To view a list of preloaded datasets in R, simply type data() into the console and hit enter.

I’m running R version 3.5.1 for Windows on my machine with a standard, default install. The output in RStudio for me looks something like this:

4. What are some advantages of R?

It’s important to be familiar with the advantages and disadvantages of certain languages and ecosystems. R is no exception. So what are the advantages of R?

Its open-source nature. This qualifies as both an advantage and disadvantage for various reasons, but being open source means it’s widely accessible, free to use, and extensible.

Its package ecosystem. The built-in functionality available via R packages means you don’t have to spend a ton of time reinventing the wheel as a data scientist.

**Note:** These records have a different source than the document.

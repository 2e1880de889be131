mod config;
pub(crate) mod rules;
mod summary;

pub use config::MarkThresholds;
pub use summary::{summarize, MarkSummary};

use super::domain::ApplicationDraft;
use super::subjects::subjects_in_scope;
use serde::{Deserialize, Serialize};

/// One field-scoped problem shown next to the input it belongs to.
#[derive(Debug, Clone, PartialEq, Eq, Serialize, Deserialize)]
pub struct FieldError {
    pub field: String,
    pub message: String,
}

/// Field errors in the order they were first raised. Re-inserting a field replaces its
/// message without moving it.
#[derive(Debug, Clone, Default, PartialEq, Eq, Serialize, Deserialize)]
#[serde(transparent)]
pub struct ValidationErrors {
    entries: Vec<FieldError>,
}

impl ValidationErrors {
    pub fn insert(&mut self, field: impl Into<String>, message: impl Into<String>) {
        let field = field.into();
        let message = message.into();
        match self.entries.iter_mut().find(|entry| entry.field == field) {
            Some(entry) => entry.message = message,
            None => self.entries.push(FieldError { field, message }),
        }
    }

    pub fn remove(&mut self, field: &str) -> Option<String> {
        let index = self.entries.iter().position(|entry| entry.field == field)?;
        Some(self.entries.remove(index).message)
    }

    pub fn get(&self, field: &str) -> Option<&str> {
        self.entries
            .iter()
            .find(|entry| entry.field == field)
            .map(|entry| entry.message.as_str())
    }

    pub fn contains(&self, field: &str) -> bool {
        self.get(field).is_some()
    }

    pub fn is_empty(&self) -> bool {
        self.entries.is_empty()
    }

    pub fn len(&self) -> usize {
        self.entries.len()
    }

    pub fn iter(&self) -> impl Iterator<Item = &FieldError> {
        self.entries.iter()
    }

    pub fn fields(&self) -> impl Iterator<Item = &str> {
        self.entries.iter().map(|entry| entry.field.as_str())
    }
}

/// Stateless checker that turns a draft into the errors blocking its submission.
#[derive(Debug, Clone, Default)]
pub struct MarkValidator {
    thresholds: MarkThresholds,
}

impl MarkValidator {
    pub fn new(thresholds: MarkThresholds) -> Self {
        Self { thresholds }
    }

    pub fn thresholds(&self) -> &MarkThresholds {
        &self.thresholds
    }

    pub fn validate(&self, draft: &ApplicationDraft) -> ValidationErrors {
        let mut errors = ValidationErrors::default();

        rules::check_language_fields(draft, &mut errors);

        for subject in subjects_in_scope(draft) {
            rules::check_subject_marks(
                &subject,
                draft.form_data.marks.get(&subject),
                &self.thresholds,
                &mut errors,
            );
        }

        rules::check_electives(draft, &mut errors);
        rules::check_aggregates(&summarize(draft), &self.thresholds, &mut errors);

        tracing::debug!(
            grade = %draft.grade,
            errors = errors.len(),
            "application draft validated"
        );
        errors
    }

    pub fn is_submittable(&self, draft: &ApplicationDraft) -> bool {
        self.validate(draft).is_empty()
    }
}
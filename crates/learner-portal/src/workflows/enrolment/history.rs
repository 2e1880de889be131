use std::io::Read;
use std::path::Path;

use chrono::{DateTime, NaiveDate, NaiveDateTime};
use serde::{Deserialize, Deserializer};

use super::domain::{ApplicationHistoryEntry, ApplicationStatus};

#[derive(Debug, thiserror::Error)]
pub enum HistoryImportError {
    #[error("failed to read application history: {0}")]
    Io(#[from] std::io::Error),
    #[error("invalid application history CSV: {0}")]
    Csv(#[from] csv::Error),
    #[error("row {row}: '{value}' is not a valid {column} timestamp")]
    InvalidTimestamp {
        row: usize,
        column: &'static str,
        value: String,
    },
}

/// Reads the learner's application list export (`app_id,status,grade,created_at,updated_at`).
pub struct HistoryImporter;

impl HistoryImporter {
    pub fn from_path<P: AsRef<Path>>(
        path: P,
    ) -> Result<Vec<ApplicationHistoryEntry>, HistoryImportError> {
        let file = std::fs::File::open(path)?;
        Self::from_reader(file)
    }

    pub fn from_reader<R: Read>(
        reader: R,
    ) -> Result<Vec<ApplicationHistoryEntry>, HistoryImportError> {
        let mut csv_reader = csv::ReaderBuilder::new()
            .trim(csv::Trim::All)
            .from_reader(reader);
        let mut entries = Vec::new();

        for (index, record) in csv_reader.deserialize::<HistoryRow>().enumerate() {
            let row = record?;
            // Header is line 1.
            entries.push(row.into_entry(index + 2)?);
        }

        Ok(entries)
    }
}

#[derive(Debug, Deserialize)]
struct HistoryRow {
    #[serde(default, deserialize_with = "empty_string_as_none")]
    app_id: Option<String>,
    #[serde(default, deserialize_with = "empty_string_as_none")]
    status: Option<String>,
    #[serde(default, deserialize_with = "empty_string_as_none")]
    grade: Option<String>,
    created_at: String,
    #[serde(default, deserialize_with = "empty_string_as_none")]
    updated_at: Option<String>,
}

impl HistoryRow {
    fn into_entry(self, row: usize) -> Result<ApplicationHistoryEntry, HistoryImportError> {
        let created_at =
            parse_datetime(&self.created_at).ok_or_else(|| HistoryImportError::InvalidTimestamp {
                row,
                column: "created_at",
                value: self.created_at.clone(),
            })?;

        let submitted_at = match self.updated_at {
            Some(raw) => Some(parse_datetime(&raw).ok_or(HistoryImportError::InvalidTimestamp {
                row,
                column: "updated_at",
                value: raw.clone(),
            })?),
            None => None,
        };

        Ok(ApplicationHistoryEntry {
            app_id: self.app_id,
            status: self
                .status
                .as_deref()
                .and_then(ApplicationStatus::from_label),
            grade: self.grade.and_then(|grade| grade.trim().parse().ok()),
            created_at,
            submitted_at,
        })
    }
}

fn empty_string_as_none<'de, D>(deserializer: D) -> Result<Option<String>, D::Error>
where
    D: Deserializer<'de>,
{
    let opt = Option::<String>::deserialize(deserializer)?;
    Ok(opt.filter(|value| !value.trim().is_empty()))
}

/// RFC 3339, the backend's `YYYY-MM-DD HH:MM:SS` form, or a bare date.
pub fn parse_datetime(value: &str) -> Option<NaiveDateTime> {
    let trimmed = value.trim();
    if trimmed.is_empty() {
        return None;
    }

    if let Ok(dt) = DateTime::parse_from_rfc3339(trimmed) {
        return Some(dt.naive_utc());
    }

    for format in ["%Y-%m-%dT%H:%M:%S%.f", "%Y-%m-%d %H:%M:%S%.f"] {
        if let Ok(dt) = NaiveDateTime::parse_from_str(trimmed, format) {
            return Some(dt);
        }
    }

    NaiveDate::parse_from_str(trimmed, "%Y-%m-%d")
        .ok()
        .and_then(|date| date.and_hms_opt(0, 0, 0))
}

Its graphical and statistical aptitude. By many people’s accounts, R’s graphing capabilities are unmatched.

5. What are the disadvantages of R?

Just as you should know what R does well, you should understand its failings.

Memory and performance. In comparison to Python, R is often said to be the lesser language in terms of memory and performance. This is disputable, and many think it’s no longer relevant as 64-bit systems dominate the marketplace.

Related: Our list of Python Interview Questions and Answers 

Open source. Being open source has its disadvantages as well as its advantages. For one, there’s no governing body managing R, so there’s no single source for support or quality control. This also means that sometimes the packages developed for R are not the highest quality.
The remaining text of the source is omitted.